Why did Congress allow the secretive multi-trillion dollar trading of “derivatives” to remain unregulated?
First, we have the case of Brooksley Born, presented in an excellent Frontline documentary called “The Warning.” Born is an American attorney and former public official who, from 1996-1999 was chairperson of the Commodity Futures Trading Commission (CFTC), the federal agency that oversees the futures and commodity options markets. An honors student at Stanford and Stanford Law, Born seemed like an excellent candidate to chair this commission. During her tenure on the CFTC, Born lobbied Congress and the President to give the CFTC oversight of off-exchange markets for derivatives in addition to its role with respect to exchange-traded derivatives, but her warnings were opposed by other regulators. Because the secretive, multitrillion-dollar derivative markets were outside the regulatory range, Born believed that they posed an enormous threat to the country’s fiscal stability. Among those who were disdainful of her point of view were four powerful men with strong Wall Street connections: Robert Rubin, Alan Greenspan, Timothy Geithner, and Larry Summers. As the documentary shows clearly, they believed that she was over-reacting, in the sexist spirit of dismissing “just another hysterical woman.” Greenspan believed that the markets would take care of themselves. Had they respected her brainpower and had Congress taken her advice, the country might have voided the crash that helped trigger the 2008 financial collapse.

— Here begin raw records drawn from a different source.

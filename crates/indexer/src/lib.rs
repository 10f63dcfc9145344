pub mod add;
pub mod album_key;
pub mod collection;
pub mod delimiter;
pub mod external;
pub mod fields;
pub mod fill;
pub mod outdated;
pub mod rating;
pub mod remove;
pub mod unsplittable;
pub mod update;
pub mod verify;
pub mod watch;
pub mod worker;

pub use collection::{CollectionIndexer, IndexingRequest, IndexingSummary};
pub use external::ProgressEvent;

use catalog::CatalogError;

#[derive(Debug)]
pub enum IndexingError {
    Catalog(CatalogError),
    Io(std::io::Error),
}

impl std::fmt::Display for IndexingError {
    fn fmt(&self, f: &mut std::fmt::Formatter<'_>) -> std::fmt::Result {
        match self {
            IndexingError::Catalog(err) => write!(f, "catalog error: {}", err),
            IndexingError::Io(err) => write!(f, "io error: {}", err),
        }
    }
}

impl std::error::Error for IndexingError {}

impl From<CatalogError> for IndexingError {
    fn from(err: CatalogError) -> Self {
        IndexingError::Catalog(err)
    }
}

impl From<std::io::Error> for IndexingError {
    fn from(err: std::io::Error) -> Self {
        IndexingError::Io(err)
    }
}
//! Semantic router configurator service.
//!
//! # Architecture Overview
//!
//! ```text
//!     Client Request        ┌───────────────────────────────────────────────┐
//!     ──────────────────────┼─▶ http (request id, trace, limits)            │
//!                           │        │                                      │
//!                           │        ▼                                      │
//!                           │   handlers ──▶ configurator                   │
//!                           │                 ├─ generator ─┐               │
//!                           │                 ├─ templates ─┤ self-check    │
//!                           │                 └─ validator ◀┘               │
//!                           │                      └─ plugin ─▶ registry    │
//!     Client Response       │        │                                      │
//!     ◀─────────────────────┼── YAML document / JSON result                 │
//!                           │                                               │
//!                           │   config · observability · lifecycle          │
//!                           └───────────────────────────────────────────────┘
//! ```

use std::net::SocketAddr;
use std::path::PathBuf;

use clap::Parser;
use tokio::net::TcpListener;

use router_configurator::config::{load_config, ServiceConfig};
use router_configurator::lifecycle::{signals::shutdown_signal, Shutdown};
use router_configurator::observability::{logging, metrics};
use router_configurator::HttpServer;

#[derive(Parser)]
#[command(name = "router-configurator")]
#[command(about = "Generate and validate semantic router configurations", long_about = None)]
struct Args {
    /// Service settings file (TOML).
    #[arg(short, long)]
    config: Option<PathBuf>,

    /// Override the listener bind address.
    #[arg(short, long)]
    bind: Option<String>,
}

#[tokio::main]
async fn main() -> Result<(), Box<dyn std::error::Error>> {
    let args = Args::parse();

    let mut config = match &args.config {
        Some(path) => load_config(path)?,
        None => ServiceConfig::default(),
    };
    if let Some(bind) = args.bind {
        config.listener.bind_address = bind;
    }

    logging::init_logging(&config.observability.log_level);

    tracing::info!("router-configurator v{} starting", env!("CARGO_PKG_VERSION"));
    tracing::info!(
        bind_address = %config.listener.bind_address,
        request_timeout_secs = config.timeouts.request_secs,
        max_body_size = config.security.max_body_size,
        "Configuration loaded"
    );

    if config.observability.metrics_enabled {
        match config.observability.metrics_address.parse::<SocketAddr>() {
            Ok(addr) => {
                if let Err(e) = metrics::init_metrics(addr) {
                    tracing::error!(error = %e, "Failed to start metrics exporter");
                }
            }
            Err(_) => tracing::error!(
                metrics_address = %config.observability.metrics_address,
                "Failed to parse metrics address"
            ),
        }
    }

    let listener = TcpListener::bind(&config.listener.bind_address).await?;
    tracing::info!(address = %listener.local_addr()?, "Listening for connections");

    let shutdown = Shutdown::new();
    let server = HttpServer::new(config);
    let server_task = tokio::spawn(server.run(listener, shutdown.subscribe()));

    shutdown_signal().await;
    shutdown.trigger();
    server_task.await??;

    tracing::info!("Shutdown complete");
    Ok(())
}
//! Service settings validation.
//!
//! # Responsibilities
//! - Semantic validation (serde handles syntactic)
//! - Validate value ranges (timeouts > 0, addresses parse)
//!
//! # Design Decisions
//! - Returns all validation errors, not just first
//! - Runs before settings are accepted by the service

use std::net::SocketAddr;

use crate::config::schema::ServiceConfig;

const LOG_LEVELS: &[&str] = &["trace", "debug", "info", "warn", "error"];

/// Check `config` for values serde accepts but the service cannot use.
pub fn validate_config(config: &ServiceConfig) -> Result<(), Vec<String>> {
    let mut errors = Vec::new();

    if config.listener.bind_address.parse::<SocketAddr>().is_err() {
        errors.push(format!(
            "listener.bind_address is not a socket address: {}",
            config.listener.bind_address
        ));
    }

    if config.timeouts.request_secs == 0 {
        errors.push("timeouts.request_secs must be greater than zero".to_string());
    }

    if config.security.max_body_size == 0 {
        errors.push("security.max_body_size must be greater than zero".to_string());
    }

    if !LOG_LEVELS.contains(&config.observability.log_level.to_lowercase().as_str()) {
        errors.push(format!(
            "observability.log_level must be one of {}",
            LOG_LEVELS.join(", ")
        ));
    }

    if config.observability.metrics_enabled
        && config.observability.metrics_address.parse::<SocketAddr>().is_err()
    {
        errors.push(format!(
            "observability.metrics_address is not a socket address: {}",
            config.observability.metrics_address
        ));
    }

    if errors.is_empty() {
        Ok(())
    } else {
        Err(errors)
    }
}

Why did big banks get to play by different rules from smaller banks?
Sheila Bair was the outgoing chairwoman of the Federal Deposit Insurance Corporation (FDIC) when she agreed to be interviewed regarding her experiences and perspective about the fights to solve the financial crises our country has faced. She was another key player in the Dodd-Frank reform law, especially the part that sought to forestall future bailouts. She believed that the ratings of the big banks were too high but she was equally concerned about the smaller banks and the unfairness of their treatment. She would have been fine with not helping Bear Stearns; her attitude is that everyone needs to play by the same rules.
For the first year on the job, given her position with the FDIC it was surprising that Bair didn’t have a single meeting with the Secretary of the Treasury, Henry Paulsen, with whom she later locked horns about the bailout decisions. With a BA degree in philosophy and a law degree from the University of Kansas, she wondered if her lack of access to Paulsen was because she wasn’t an Ivy Leaguer, or if it was her gender, but regardless of why (and likely both), the men in power didn’t appreciate her point of view about how to proceed. Her professional background was strong; for example, prior to her appointment at the FDIC, Bair was the Dean’s Professor of Financial Regulatory Policy for the Isenberg School of Management at the University of Massachusetts Amherst and then worked briefly at the Treasury Department. With this background, she was confident about her knowledge and abilities, and was willing to disagree with the other regulators in public, but, as a New York Times article described, her participation in debates weren’t necessarily appreciated. “The rap on her was always that she was ‘difficult’ and ‘not a team player.’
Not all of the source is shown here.